Type each record below again, with the same words.

(Data to process begins)

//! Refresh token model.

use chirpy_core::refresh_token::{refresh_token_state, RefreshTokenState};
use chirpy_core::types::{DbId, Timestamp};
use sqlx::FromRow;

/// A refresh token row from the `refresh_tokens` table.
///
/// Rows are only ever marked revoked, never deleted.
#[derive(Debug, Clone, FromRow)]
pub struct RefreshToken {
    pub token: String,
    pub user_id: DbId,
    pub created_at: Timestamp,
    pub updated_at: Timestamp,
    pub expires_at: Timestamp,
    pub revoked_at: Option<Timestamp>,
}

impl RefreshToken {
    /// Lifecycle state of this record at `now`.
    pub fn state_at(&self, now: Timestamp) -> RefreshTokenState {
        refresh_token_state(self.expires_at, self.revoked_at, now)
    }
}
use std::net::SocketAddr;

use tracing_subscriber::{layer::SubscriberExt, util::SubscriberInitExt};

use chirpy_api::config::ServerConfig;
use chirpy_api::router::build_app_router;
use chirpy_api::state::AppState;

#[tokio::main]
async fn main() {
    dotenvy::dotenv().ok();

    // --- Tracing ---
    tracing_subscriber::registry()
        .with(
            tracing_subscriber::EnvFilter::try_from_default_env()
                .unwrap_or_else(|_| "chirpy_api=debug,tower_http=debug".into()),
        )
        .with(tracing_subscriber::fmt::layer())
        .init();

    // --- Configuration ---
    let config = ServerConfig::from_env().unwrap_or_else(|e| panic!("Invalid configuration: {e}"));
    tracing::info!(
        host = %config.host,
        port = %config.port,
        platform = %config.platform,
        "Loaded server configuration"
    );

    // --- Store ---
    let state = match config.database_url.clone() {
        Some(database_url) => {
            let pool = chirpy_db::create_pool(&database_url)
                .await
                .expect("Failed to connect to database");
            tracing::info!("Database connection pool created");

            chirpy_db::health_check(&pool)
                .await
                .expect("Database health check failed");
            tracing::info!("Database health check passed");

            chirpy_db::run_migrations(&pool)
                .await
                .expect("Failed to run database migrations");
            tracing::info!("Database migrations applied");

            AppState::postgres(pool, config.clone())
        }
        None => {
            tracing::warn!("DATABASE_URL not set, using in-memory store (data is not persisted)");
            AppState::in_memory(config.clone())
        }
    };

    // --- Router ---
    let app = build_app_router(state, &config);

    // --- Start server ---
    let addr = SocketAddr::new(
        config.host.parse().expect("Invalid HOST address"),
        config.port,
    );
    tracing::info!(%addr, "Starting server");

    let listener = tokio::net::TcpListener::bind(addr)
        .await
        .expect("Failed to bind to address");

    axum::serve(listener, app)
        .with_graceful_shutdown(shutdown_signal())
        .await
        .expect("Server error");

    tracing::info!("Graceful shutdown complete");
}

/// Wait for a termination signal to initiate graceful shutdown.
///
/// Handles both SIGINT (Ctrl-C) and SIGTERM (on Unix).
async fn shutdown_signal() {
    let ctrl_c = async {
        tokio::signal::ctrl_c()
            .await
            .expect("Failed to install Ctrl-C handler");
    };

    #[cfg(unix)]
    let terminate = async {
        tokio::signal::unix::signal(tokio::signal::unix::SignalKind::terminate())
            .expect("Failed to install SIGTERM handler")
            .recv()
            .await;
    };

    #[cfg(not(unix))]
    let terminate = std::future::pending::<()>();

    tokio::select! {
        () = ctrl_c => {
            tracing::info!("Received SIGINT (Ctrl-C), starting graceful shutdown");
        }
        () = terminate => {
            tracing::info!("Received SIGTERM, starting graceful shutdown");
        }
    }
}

(Data to process ends)

▸ **Response**:
//! Refresh token model.

use chirpy_core::refresh_token::{refresh_token_state, RefreshTokenState};
use chirpy_core::types::{DbId, Timestamp};
use sqlx::FromRow;

/// A refresh token row from the `refresh_tokens` table.
///
/// Rows are only ever marked revoked, never deleted.
#[derive(Debug, Clone, FromRow)]
pub struct RefreshToken {
    pub token: String,
    pub user_id: DbId,
    pub created_at: Timestamp,
    pub updated_at: Timestamp,
    pub expires_at: Timestamp,
    pub revoked_at: Option<Timestamp>,
}

impl RefreshToken {
    /// Lifecycle state of this record at `now`.
    pub fn state_at(&self, now: Timestamp) -> RefreshTokenState {
        refresh_token_state(self.expires_at, self.revoked_at, now)
    }
}
use std::net::SocketAddr;

use tracing_subscriber::{layer::SubscriberExt, util::SubscriberInitExt};

use chirpy_api::config::ServerConfig;
use chirpy_api::router::build_app_router;
use chirpy_api::state::AppState;

#[tokio::main]
async fn main() {
    dotenvy::dotenv().ok();

    // --- Tracing ---
    tracing_subscriber::registry()
        .with(
            tracing_subscriber::EnvFilter::try_from_default_env()
                .unwrap_or_else(|_| "chirpy_api=debug,tower_http=debug".into()),
        )
        .with(tracing_subscriber::fmt::layer())
        .init();

    // --- Configuration ---
    let config = ServerConfig::from_env().unwrap_or_else(|e| panic!("Invalid configuration: {e}"));
    tracing::info!(
        host = %config.host,
        port = %config.port,
        platform = %config.platform,
        "Loaded server configuration"
    );

    // --- Store ---
    let state = match config.database_url.clone() {
        Some(database_url) => {
            let pool = chirpy_db::create_pool(&database_url)
                .await
                .expect("Failed to connect to database");
            tracing::info!("Database connection pool created");

            chirpy_db::health_check(&pool)
                .await
                .expect("Database health check failed");
            tracing::info!("Database health check passed");

            chirpy_db::run_migrations(&pool)
                .await
                .expect("Failed to run database migrations");
            tracing::info!("Database migrations applied");

            AppState::postgres(pool, config.clone())
        }
        None => {
            tracing::warn!("DATABASE_URL not set, using in-memory store (data is not persisted)");
            AppState::in_memory(config.clone())
        }
    };

    // --- Router ---
    let app = build_app_router(state, &config);

    // --- Start server ---
    let addr = SocketAddr::new(
        config.host.parse().expect("Invalid HOST address"),
        config.port,
    );
    tracing::info!(%addr, "Starting server");

    let listener = tokio::net::TcpListener::bind(addr)
        .await
        .expect("Failed to bind to address");

    axum::serve(listener, app)
        .with_graceful_shutdown(shutdown_signal())
        .await
        .expect("Server error");

    tracing::info!("Graceful shutdown complete");
}

/// Wait for a termination signal to initiate graceful shutdown.
///
/// Handles both SIGINT (Ctrl-C) and SIGTERM (on Unix).
async fn shutdown_signal() {
    let ctrl_c = async {
        tokio::signal::ctrl_c()
            .await
            .expect("Failed to install Ctrl-C handler");
    };

    #[cfg(unix)]
    let terminate = async {
        tokio::signal::unix::signal(tokio::signal::unix::SignalKind::terminate())
            .expect("Failed to install SIGTERM handler")
            .recv()
            .await;
    };

    #[cfg(not(unix))]
    let terminate = std::future::pending::<()>();

    tokio::select! {
        () = ctrl_c => {
            tracing::info!("Received SIGINT (Ctrl-C), starting graceful shutdown");
        }
        () = terminate => {
            tracing::info!("Received SIGTERM, starting graceful shutdown");
        }
    }
}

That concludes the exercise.